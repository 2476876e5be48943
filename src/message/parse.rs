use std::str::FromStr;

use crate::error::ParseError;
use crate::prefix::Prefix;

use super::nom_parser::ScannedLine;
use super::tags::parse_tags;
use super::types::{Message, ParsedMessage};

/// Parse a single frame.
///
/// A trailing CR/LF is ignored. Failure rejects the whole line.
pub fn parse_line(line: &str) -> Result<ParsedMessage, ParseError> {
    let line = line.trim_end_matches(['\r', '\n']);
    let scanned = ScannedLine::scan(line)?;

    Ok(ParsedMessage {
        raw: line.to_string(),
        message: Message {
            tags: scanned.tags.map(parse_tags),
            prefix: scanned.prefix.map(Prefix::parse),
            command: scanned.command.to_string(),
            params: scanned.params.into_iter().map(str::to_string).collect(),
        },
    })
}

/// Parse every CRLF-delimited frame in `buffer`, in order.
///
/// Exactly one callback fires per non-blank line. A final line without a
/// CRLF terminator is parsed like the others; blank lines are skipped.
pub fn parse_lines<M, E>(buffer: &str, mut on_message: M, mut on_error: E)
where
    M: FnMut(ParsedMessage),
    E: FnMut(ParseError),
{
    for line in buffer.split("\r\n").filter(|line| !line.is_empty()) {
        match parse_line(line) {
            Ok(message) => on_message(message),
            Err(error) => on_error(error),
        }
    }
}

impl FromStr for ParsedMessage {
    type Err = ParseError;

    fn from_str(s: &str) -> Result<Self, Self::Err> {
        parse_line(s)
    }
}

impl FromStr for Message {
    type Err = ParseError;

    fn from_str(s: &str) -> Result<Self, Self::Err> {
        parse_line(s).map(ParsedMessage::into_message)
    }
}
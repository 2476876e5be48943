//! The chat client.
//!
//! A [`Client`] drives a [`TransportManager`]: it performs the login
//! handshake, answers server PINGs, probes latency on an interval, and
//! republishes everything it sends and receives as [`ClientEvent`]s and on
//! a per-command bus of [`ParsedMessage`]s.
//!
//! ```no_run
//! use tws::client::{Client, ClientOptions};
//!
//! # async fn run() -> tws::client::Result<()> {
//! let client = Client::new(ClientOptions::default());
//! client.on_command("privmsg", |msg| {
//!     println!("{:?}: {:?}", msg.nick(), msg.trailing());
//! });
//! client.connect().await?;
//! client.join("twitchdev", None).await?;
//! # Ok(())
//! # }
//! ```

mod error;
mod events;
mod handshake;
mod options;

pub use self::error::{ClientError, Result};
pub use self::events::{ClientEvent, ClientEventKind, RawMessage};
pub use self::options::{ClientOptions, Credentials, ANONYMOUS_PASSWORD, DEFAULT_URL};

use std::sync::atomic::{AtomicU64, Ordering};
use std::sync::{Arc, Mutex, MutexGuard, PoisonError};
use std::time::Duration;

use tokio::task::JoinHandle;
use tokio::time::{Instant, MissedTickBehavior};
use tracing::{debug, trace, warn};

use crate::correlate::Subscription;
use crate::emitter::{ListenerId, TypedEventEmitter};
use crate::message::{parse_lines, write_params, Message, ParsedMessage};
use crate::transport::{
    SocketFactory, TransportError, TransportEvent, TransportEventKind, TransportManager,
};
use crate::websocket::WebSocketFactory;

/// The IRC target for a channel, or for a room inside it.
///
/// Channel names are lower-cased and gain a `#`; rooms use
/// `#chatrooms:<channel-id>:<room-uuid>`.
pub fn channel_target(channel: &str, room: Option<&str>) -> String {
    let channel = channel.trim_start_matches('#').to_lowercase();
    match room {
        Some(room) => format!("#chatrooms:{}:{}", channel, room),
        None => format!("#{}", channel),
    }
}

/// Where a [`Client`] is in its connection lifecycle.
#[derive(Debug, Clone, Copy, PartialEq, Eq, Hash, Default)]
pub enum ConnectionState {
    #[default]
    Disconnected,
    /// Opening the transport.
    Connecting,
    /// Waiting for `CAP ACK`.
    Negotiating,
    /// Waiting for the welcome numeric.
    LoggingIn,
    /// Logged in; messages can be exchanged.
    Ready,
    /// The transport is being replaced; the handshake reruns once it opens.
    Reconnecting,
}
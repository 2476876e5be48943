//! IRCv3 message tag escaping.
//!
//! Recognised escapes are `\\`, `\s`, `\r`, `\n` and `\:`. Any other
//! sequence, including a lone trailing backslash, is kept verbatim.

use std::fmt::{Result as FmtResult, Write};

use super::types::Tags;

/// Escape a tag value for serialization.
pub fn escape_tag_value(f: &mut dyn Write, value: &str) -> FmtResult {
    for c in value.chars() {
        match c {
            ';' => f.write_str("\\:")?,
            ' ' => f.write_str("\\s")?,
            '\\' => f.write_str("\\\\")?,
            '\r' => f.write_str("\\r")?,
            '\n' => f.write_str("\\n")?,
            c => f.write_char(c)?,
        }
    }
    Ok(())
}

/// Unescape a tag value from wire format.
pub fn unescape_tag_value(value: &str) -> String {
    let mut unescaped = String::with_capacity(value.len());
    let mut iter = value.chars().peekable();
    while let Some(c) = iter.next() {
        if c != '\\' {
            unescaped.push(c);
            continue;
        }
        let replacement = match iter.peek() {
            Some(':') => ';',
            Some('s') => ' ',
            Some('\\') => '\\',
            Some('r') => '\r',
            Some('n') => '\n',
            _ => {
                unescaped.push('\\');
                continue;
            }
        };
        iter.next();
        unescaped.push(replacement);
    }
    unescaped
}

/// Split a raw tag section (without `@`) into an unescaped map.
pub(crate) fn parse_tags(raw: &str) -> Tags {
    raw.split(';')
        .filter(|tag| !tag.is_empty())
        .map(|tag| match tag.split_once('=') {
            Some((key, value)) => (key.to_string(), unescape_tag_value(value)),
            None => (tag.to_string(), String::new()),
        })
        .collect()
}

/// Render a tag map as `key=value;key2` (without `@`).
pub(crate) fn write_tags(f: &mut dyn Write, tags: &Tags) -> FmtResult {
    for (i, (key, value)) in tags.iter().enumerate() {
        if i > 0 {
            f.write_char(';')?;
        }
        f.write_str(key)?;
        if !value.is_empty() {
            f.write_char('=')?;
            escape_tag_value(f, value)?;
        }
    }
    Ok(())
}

#####

* **What the task requires**
All lines of the records above that carry the word "filter" should be listed.

* **Answer for the task**
    for line in buffer.split("\r\n").filter(|line| !line.is_empty()) {
        .filter(|tag| !tag.is_empty())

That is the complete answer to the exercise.